* Exercise requirements
Which of the lines below hold the word "remove"? Pull each of them out.

----- Data excerpts -----

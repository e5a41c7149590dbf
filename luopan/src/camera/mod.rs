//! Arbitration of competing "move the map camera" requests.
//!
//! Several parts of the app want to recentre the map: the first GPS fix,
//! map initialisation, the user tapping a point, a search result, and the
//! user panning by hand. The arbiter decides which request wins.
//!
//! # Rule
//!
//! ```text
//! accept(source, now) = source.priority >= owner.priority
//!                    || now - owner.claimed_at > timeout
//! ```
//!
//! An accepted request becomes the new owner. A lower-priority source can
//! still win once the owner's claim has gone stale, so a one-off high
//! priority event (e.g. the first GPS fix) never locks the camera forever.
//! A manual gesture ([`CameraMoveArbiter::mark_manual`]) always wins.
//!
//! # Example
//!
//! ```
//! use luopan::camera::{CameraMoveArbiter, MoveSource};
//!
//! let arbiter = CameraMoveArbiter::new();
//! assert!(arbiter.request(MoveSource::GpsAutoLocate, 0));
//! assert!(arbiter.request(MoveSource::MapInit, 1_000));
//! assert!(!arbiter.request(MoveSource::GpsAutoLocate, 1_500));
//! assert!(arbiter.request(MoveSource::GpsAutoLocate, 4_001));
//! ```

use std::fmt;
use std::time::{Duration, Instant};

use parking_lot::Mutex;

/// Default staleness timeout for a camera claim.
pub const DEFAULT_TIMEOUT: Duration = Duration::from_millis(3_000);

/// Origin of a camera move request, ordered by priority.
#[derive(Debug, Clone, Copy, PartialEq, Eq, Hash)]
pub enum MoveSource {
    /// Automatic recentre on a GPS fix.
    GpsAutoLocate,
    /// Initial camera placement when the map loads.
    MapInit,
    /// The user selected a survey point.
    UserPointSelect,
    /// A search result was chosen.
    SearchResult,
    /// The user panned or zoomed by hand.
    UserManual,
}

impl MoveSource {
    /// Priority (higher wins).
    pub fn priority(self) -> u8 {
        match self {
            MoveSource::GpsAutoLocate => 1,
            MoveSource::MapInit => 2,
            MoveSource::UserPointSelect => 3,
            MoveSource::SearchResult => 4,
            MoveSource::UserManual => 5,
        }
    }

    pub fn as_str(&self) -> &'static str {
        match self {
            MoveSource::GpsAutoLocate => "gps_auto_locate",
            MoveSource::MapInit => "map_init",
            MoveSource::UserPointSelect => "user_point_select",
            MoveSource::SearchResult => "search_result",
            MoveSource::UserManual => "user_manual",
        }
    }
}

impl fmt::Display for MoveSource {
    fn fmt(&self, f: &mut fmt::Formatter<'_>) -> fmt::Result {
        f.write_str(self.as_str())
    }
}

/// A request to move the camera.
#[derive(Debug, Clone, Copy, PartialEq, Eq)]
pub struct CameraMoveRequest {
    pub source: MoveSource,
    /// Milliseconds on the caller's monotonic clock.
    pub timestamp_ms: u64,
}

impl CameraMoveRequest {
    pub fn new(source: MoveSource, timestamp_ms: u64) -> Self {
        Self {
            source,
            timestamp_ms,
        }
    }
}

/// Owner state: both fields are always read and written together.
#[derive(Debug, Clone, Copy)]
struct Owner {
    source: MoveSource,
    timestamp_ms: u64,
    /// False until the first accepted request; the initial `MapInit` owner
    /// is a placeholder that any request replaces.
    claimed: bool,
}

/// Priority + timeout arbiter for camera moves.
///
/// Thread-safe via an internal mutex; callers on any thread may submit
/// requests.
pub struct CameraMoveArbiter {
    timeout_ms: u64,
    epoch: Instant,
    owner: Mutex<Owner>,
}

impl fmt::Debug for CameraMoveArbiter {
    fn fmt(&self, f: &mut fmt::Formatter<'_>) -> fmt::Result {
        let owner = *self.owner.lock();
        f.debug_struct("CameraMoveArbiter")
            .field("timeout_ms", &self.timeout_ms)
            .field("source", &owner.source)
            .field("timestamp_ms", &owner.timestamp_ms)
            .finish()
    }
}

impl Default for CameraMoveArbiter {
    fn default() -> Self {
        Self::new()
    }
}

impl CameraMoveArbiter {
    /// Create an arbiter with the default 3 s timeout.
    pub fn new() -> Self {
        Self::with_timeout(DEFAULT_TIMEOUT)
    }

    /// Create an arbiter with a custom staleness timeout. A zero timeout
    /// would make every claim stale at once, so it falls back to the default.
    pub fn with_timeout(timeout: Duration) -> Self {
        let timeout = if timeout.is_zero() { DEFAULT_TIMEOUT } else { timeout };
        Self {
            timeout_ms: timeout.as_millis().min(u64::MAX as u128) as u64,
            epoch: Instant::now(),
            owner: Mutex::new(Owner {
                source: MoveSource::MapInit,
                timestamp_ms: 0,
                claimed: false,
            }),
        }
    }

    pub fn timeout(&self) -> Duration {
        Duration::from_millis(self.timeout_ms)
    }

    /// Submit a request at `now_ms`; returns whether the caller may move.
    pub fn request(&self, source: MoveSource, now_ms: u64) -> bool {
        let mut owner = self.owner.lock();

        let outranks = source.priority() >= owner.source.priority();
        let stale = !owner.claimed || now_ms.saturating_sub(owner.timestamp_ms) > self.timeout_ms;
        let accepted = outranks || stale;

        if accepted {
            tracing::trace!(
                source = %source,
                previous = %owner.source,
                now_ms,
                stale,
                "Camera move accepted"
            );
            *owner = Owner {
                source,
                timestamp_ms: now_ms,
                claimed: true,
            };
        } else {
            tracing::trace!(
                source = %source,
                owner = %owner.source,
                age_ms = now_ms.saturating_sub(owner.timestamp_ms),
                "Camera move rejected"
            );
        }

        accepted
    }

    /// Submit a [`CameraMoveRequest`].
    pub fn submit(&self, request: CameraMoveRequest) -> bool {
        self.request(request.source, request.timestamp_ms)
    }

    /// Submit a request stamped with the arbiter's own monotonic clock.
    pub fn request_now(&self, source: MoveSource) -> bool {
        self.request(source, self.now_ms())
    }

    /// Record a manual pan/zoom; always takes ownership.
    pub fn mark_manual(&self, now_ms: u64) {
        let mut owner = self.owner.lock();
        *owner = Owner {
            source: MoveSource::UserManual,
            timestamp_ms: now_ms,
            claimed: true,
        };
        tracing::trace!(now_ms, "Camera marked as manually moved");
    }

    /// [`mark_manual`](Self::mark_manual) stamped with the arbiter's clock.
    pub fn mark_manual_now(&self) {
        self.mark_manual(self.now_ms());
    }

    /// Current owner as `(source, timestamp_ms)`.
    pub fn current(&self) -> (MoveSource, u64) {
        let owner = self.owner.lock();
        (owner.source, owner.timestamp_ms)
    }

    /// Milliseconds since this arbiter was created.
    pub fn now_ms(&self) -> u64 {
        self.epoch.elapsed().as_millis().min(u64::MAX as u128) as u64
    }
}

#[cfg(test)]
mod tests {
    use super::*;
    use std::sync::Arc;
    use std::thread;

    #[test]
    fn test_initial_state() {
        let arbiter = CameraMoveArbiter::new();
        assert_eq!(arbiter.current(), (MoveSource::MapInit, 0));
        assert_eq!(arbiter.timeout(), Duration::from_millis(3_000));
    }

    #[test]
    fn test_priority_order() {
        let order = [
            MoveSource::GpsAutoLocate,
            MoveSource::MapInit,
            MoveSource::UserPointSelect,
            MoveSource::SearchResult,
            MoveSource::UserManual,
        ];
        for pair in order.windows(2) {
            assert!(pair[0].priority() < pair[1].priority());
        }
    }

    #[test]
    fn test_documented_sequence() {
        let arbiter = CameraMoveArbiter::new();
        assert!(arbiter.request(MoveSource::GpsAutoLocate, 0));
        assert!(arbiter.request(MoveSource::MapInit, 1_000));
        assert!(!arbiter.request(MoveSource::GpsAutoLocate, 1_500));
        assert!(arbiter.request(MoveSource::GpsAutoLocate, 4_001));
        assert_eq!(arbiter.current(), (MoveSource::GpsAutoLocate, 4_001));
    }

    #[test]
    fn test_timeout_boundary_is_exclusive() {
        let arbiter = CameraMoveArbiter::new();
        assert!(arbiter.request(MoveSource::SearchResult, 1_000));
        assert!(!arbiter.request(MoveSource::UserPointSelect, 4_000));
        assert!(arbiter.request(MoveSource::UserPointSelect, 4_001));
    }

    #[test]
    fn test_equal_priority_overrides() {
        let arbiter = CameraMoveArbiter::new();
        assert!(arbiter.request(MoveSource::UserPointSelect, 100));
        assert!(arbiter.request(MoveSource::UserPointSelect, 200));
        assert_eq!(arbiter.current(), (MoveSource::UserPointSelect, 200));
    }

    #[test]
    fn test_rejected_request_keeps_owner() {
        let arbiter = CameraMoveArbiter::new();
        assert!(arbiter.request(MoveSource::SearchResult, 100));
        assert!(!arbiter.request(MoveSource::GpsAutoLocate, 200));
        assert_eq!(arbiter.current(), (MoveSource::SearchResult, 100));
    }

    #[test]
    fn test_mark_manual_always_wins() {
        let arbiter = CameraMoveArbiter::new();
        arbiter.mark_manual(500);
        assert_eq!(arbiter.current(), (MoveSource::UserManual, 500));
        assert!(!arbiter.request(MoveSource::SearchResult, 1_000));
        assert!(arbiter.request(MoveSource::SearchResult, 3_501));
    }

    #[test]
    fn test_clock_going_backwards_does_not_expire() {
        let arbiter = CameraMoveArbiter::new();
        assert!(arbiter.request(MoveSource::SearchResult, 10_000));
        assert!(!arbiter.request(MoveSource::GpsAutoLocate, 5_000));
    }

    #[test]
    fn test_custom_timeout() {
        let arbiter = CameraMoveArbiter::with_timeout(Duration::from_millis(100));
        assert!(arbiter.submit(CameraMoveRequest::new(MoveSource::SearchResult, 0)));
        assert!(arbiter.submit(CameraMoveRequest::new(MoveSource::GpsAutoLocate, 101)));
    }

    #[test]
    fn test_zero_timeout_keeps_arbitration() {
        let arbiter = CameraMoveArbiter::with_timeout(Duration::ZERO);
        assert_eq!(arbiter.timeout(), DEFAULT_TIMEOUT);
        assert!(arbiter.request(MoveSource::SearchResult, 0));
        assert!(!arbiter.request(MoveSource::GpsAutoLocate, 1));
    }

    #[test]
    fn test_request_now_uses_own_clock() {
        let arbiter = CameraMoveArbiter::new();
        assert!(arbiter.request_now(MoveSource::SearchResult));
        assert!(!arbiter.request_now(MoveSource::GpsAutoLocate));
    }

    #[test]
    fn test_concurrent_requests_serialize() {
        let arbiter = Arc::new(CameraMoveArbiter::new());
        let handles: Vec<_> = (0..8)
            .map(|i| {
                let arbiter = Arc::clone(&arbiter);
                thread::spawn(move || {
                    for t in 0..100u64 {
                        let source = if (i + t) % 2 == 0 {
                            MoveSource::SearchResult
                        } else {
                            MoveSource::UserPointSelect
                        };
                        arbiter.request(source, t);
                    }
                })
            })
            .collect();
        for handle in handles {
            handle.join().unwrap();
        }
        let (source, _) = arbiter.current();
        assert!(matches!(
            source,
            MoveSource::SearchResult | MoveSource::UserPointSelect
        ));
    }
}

-----
----- Data excerpts -----

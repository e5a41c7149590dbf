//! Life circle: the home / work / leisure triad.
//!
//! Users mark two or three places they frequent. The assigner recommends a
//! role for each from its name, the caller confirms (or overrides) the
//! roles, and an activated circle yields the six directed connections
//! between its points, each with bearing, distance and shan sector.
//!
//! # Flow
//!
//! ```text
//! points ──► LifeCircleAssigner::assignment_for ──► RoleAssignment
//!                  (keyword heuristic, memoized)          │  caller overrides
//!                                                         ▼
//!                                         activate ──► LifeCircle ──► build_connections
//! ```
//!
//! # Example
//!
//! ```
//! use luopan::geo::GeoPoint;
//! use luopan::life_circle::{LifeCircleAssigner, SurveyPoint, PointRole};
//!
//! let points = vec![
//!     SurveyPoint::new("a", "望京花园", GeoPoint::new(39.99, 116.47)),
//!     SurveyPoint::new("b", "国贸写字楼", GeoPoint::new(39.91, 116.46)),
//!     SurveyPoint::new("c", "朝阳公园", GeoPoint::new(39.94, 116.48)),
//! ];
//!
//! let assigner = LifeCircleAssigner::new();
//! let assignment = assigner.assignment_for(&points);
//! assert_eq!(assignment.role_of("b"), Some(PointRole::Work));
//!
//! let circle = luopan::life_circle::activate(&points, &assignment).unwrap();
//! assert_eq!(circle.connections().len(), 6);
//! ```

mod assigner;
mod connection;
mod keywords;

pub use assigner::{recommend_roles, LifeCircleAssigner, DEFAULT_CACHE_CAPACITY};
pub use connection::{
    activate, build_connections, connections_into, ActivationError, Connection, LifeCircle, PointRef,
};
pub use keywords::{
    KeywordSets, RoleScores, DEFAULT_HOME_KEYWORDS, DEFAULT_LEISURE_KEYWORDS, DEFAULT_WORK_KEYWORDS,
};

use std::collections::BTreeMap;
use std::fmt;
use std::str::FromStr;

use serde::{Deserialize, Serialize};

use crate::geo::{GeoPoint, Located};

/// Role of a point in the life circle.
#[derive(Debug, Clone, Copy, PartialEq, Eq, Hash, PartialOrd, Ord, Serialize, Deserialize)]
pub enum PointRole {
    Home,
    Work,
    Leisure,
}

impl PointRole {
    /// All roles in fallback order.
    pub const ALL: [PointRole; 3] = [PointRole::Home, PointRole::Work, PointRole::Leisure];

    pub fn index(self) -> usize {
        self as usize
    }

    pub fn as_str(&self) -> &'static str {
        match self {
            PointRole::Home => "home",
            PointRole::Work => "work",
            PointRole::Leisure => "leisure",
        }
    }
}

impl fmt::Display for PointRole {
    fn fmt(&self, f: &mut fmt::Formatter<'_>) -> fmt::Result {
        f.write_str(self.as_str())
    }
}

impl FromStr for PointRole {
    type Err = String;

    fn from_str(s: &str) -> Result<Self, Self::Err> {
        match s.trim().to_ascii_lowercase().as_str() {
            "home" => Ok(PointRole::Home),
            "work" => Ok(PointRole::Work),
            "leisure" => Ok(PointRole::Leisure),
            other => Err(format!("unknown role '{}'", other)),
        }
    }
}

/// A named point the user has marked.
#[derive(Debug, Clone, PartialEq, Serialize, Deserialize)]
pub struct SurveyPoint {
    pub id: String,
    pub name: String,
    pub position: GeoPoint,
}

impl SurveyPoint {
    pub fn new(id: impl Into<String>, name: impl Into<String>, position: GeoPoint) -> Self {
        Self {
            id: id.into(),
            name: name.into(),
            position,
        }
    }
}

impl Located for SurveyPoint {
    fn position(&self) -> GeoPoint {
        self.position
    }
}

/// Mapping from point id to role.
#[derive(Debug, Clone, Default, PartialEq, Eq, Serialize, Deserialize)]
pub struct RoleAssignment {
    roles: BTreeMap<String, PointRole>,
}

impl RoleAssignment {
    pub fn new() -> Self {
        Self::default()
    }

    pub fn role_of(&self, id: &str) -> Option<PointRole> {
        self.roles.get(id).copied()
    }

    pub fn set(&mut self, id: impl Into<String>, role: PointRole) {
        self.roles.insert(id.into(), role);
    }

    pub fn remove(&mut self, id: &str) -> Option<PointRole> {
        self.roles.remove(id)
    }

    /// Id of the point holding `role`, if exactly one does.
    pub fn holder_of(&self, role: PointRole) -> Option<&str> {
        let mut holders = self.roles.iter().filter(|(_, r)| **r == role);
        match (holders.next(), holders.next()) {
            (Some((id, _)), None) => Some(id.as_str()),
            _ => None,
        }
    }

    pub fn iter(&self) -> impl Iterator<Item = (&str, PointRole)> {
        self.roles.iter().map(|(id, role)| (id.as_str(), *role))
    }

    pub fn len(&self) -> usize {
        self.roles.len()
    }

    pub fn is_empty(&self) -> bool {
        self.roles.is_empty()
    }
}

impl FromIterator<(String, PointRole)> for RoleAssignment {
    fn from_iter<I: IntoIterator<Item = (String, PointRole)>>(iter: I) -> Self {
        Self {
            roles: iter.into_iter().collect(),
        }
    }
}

-----

* Task answer
    pub fn remove(&mut self, id: &str) -> Option<PointRole> {
        self.roles.remove(id)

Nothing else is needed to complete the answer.